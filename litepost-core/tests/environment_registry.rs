use std::sync::Arc;
use std::thread;

use litepost_core::environment::DEFAULT_ENVIRONMENT_ID;
use litepost_core::{Environment, EnvironmentError, EnvironmentRegistry, Request};

#[test]
fn new_registry_is_seeded_with_builtins() {
    let registry = EnvironmentRegistry::new();
    let ids: Vec<String> = registry.list().iter().map(|e| e.id.clone()).collect();
    assert_eq!(ids, vec!["default", "development", "production"]);

    let default = registry.get(DEFAULT_ENVIRONMENT_ID).unwrap();
    assert_eq!(default.variable("base_url"), Some("https://api.example.com"));
}

#[test]
fn set_overrides_existing_entry() {
    let registry = EnvironmentRegistry::new();
    let prev = registry.set(Environment::new("development", "Dev").with_variable("base_url", "http://dev"));
    assert!(prev.is_some());
    assert_eq!(
        registry.get("development").unwrap().variable("base_url"),
        Some("http://dev")
    );
}

#[test]
fn substitute_with_empty_id_is_identity() {
    let registry = EnvironmentRegistry::empty();
    assert_eq!(registry.substitute("{{x}}", "").unwrap(), "{{x}}");

    let mut req = Request::new("r");
    req.url = "{{base_url}}".to_string();
    registry.substitute_request(&mut req, "").unwrap();
    assert_eq!(req.url, "{{base_url}}");
}

#[test]
fn substitute_with_unknown_environment_fails() {
    let registry = EnvironmentRegistry::empty();
    let err = registry.substitute("{{x}}", "missing").unwrap_err();
    assert_eq!(err, EnvironmentError::NotFound("missing".to_string()));
    assert_eq!(err.to_string(), "environment not found: missing");
}

#[test]
fn concurrent_reads_and_writes() {
    let registry = Arc::new(EnvironmentRegistry::new());
    let mut handles = Vec::new();
    for i in 0..8 {
        let registry = registry.clone();
        handles.push(thread::spawn(move || {
            let id = format!("env-{i}");
            registry.set(Environment::new(&id, "t").with_variable("n", i.to_string()));
            for _ in 0..100 {
                assert!(registry.get(DEFAULT_ENVIRONMENT_ID).is_ok());
            }
            registry.substitute("{{n}}", &id).unwrap()
        }));
    }
    let mut outputs: Vec<String> = handles.into_iter().map(|h| h.join().unwrap()).collect();
    outputs.sort();
    assert_eq!(outputs, (0..8).map(|i| i.to_string()).collect::<Vec<_>>());
    assert_eq!(registry.len(), 11);
}

#[test]
fn remove_drops_entry() {
    let registry = EnvironmentRegistry::new();
    assert!(registry.remove("production").is_some());
    assert!(!registry.contains("production"));
    assert!(registry.remove("production").is_none());
}
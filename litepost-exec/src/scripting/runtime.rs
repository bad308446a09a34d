use litepost_core::{Environment, Request, Response, Test};
use rhai::{Dynamic, Engine, Scope};
use serde::Serialize;

use crate::scripting::assertions::Assertions;
use crate::scripting::bindings;
use crate::scripting::console::{Console, LogLine};
use crate::scripting::timers::{TimerStats, Timers};
use crate::scripting::{ScriptConfig, ScriptError, ScriptStage, TestResult};

/// Side output of a script run that completed.
#[derive(Debug, Clone, Default, PartialEq, Eq, Serialize)]
pub struct ScriptOutput {
    pub logs: Vec<LogLine>,
    pub timers: TimerStats,
}

/// Entry points for the three script kinds.
///
/// Holds configuration only. Each call builds its own engine, scope and
/// timer queue and drops them before returning, so one runtime can be
/// shared freely between concurrent executions.
#[derive(Debug, Clone, Default)]
pub struct ScriptRuntime {
    config: ScriptConfig,
}

impl ScriptRuntime {
    pub fn new(config: ScriptConfig) -> Self {
        Self { config }
    }

    pub fn config(&self) -> &ScriptConfig {
        &self.config
    }

    /// Run a pre-request script. On success, changes made to `request`
    /// (method, url, headers, queryParams, body, auth) are written back to
    /// `request`; on failure it is left untouched.
    pub fn run_pre_script(
        &self,
        source: &str,
        request: &mut Request,
        environment: Option<&Environment>,
    ) -> Result<ScriptOutput, ScriptError> {
        let stage = ScriptStage::Pre;
        let mut ctx = ScriptContext::new(&self.config);
        ctx.bind(request, None, environment)
            .map_err(|e| ScriptError::new(stage, e))?;
        let _value = ctx.run(source).map_err(|e| ScriptError::new(stage, e))?;
        if let Some(value) = ctx.scope.get_value::<Dynamic>("request") {
            bindings::apply_request_changes(&value, request);
        }
        Ok(ctx.finish())
    }

    /// Run a post-response script. Changes to `request` are discarded.
    pub fn run_post_script(
        &self,
        source: &str,
        request: &Request,
        response: &Response,
        environment: Option<&Environment>,
    ) -> Result<ScriptOutput, ScriptError> {
        let stage = ScriptStage::Post;
        let mut ctx = ScriptContext::new(&self.config);
        ctx.bind(request, Some(response), environment)
            .map_err(|e| ScriptError::new(stage, e))?;
        let _value = ctx.run(source).map_err(|e| ScriptError::new(stage, e))?;
        Ok(ctx.finish())
    }

    /// Run a test script. Errors become a failed result, never an `Err`.
    ///
    /// A test fails when the script errors, any `pm.test` / `pm.expect`
    /// assertion fails, or the script's final expression is `false`.
    pub fn run_test_script(
        &self,
        source: &str,
        request: &Request,
        response: &Response,
        environment: Option<&Environment>,
    ) -> TestResult {
        self.evaluate_test(source, None, request, response, environment)
    }

    /// Like [`run_test_script`](Self::run_test_script), additionally requiring
    /// the final value to render as `test.expected` when that is set.
    pub fn run_test(
        &self,
        test: &Test,
        request: &Request,
        response: &Response,
        environment: Option<&Environment>,
    ) -> TestResult {
        self.evaluate_test(
            &test.script,
            test.expected.as_deref(),
            request,
            response,
            environment,
        )
    }

    fn evaluate_test(
        &self,
        source: &str,
        expected: Option<&str>,
        request: &Request,
        response: &Response,
        environment: Option<&Environment>,
    ) -> TestResult {
        if source.trim().is_empty() {
            return TestResult {
                passed: true,
                message: "no tests to run".to_string(),
                assertions: Vec::new(),
            };
        }

        let mut ctx = ScriptContext::new(&self.config);
        if let Err(e) = ctx.bind(request, Some(response), environment) {
            return TestResult::failed(format!("test execution failed: {e}"), Vec::new());
        }
        let outcome = ctx.run(source);
        let assertions = ctx.assertions.take();

        let value = match outcome {
            Ok(value) => value,
            Err(e) => return TestResult::failed(format!("test execution failed: {e}"), assertions),
        };
        if let Some(failed) = assertions.iter().find(|a| !a.passed) {
            let message = failed
                .message
                .clone()
                .unwrap_or_else(|| format!("{} failed", failed.name));
            return TestResult::failed(message, assertions);
        }
        if value.as_bool() == Ok(false) {
            return TestResult::failed("test evaluated to false", assertions);
        }
        if let Some(expected) = expected {
            let actual = value.to_string();
            if actual.trim() != expected.trim() {
                return TestResult::failed(
                    format!("expected {expected:?}, got {actual:?}"),
                    assertions,
                );
            }
        }

        let message = match assertions.len() {
            0 => "passed".to_string(),
            n => format!("{n} assertion(s) passed"),
        };
        TestResult {
            passed: true,
            message,
            assertions,
        }
    }
}

/// Bindings, timer queue and engine for a single script invocation.
struct ScriptContext {
    engine: Engine,
    scope: Scope<'static>,
    console: Console,
    timers: Timers,
    assertions: Assertions,
    config: ScriptConfig,
    timer_stats: TimerStats,
}

impl ScriptContext {
    // `Engine::on_var` is flagged as a volatile API.
    #[allow(deprecated)]
    fn new(config: &ScriptConfig) -> Self {
        let console = Console::default();
        let timers = Timers::default();
        let assertions = Assertions::default();

        let mut engine = Engine::new();
        engine.set_max_operations(config.max_operations);
        engine.set_max_call_levels(config.max_call_depth);
        console.install(&mut engine);
        timers.install(&mut engine);
        assertions.install(&mut engine);
        // `pm` and `console` are resolved by name so closures, timer callbacks
        // and script-defined `fn`s all see them.
        let pm = assertions.api();
        let host_console = console.clone();
        engine.on_var(move |name, _index, _context| match name {
            "pm" => Ok(Some(Dynamic::from(pm.clone()))),
            "console" => Ok(Some(Dynamic::from(host_console.clone()))),
            _ => Ok(None),
        });

        let scope = Scope::new();

        Self {
            engine,
            scope,
            console,
            timers,
            assertions,
            config: config.clone(),
            timer_stats: TimerStats::default(),
        }
    }

    fn bind(
        &mut self,
        request: &Request,
        response: Option<&Response>,
        environment: Option<&Environment>,
    ) -> Result<(), Box<rhai::EvalAltResult>> {
        self.scope.push_dynamic("request", bindings::request(request)?);
        if let Some(response) = response {
            self.scope
                .push_constant_dynamic("response", bindings::response(response)?);
        }
        self.scope
            .push_constant_dynamic("environment", bindings::environment(environment)?);
        Ok(())
    }

    /// Compile and run `source`, then drain due timers. Returns the value of
    /// the final expression.
    fn run(&mut self, source: &str) -> Result<Dynamic, String> {
        let ast = self.engine.compile(source).map_err(|e| e.to_string())?;
        let value = self
            .engine
            .eval_ast_with_scope::<Dynamic>(&mut self.scope, &ast)
            .map_err(|e| e.to_string())?;

        if self.timers.pending() > 0 {
            self.timer_stats = self.timers.drain(
                &self.engine,
                &ast,
                self.config.timer_budget,
                self.config.max_timer_callbacks,
            );
            tracing::debug!(
                fired = self.timer_stats.fired,
                cancelled = self.timer_stats.cancelled,
                "script timers drained"
            );
        }
        Ok(value)
    }

    fn finish(mut self) -> ScriptOutput {
        ScriptOutput {
            logs: self.console.take(),
            timers: std::mem::take(&mut self.timer_stats),
        }
    }
}

impl Drop for ScriptContext {
    fn drop(&mut self) {
        // Teardown: nothing scheduled may outlive the invocation.
        self.timers.cancel_all();
    }
}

## Task item
Each line above that includes "outputs" counts once; state the total and nothing more.

## Task result
3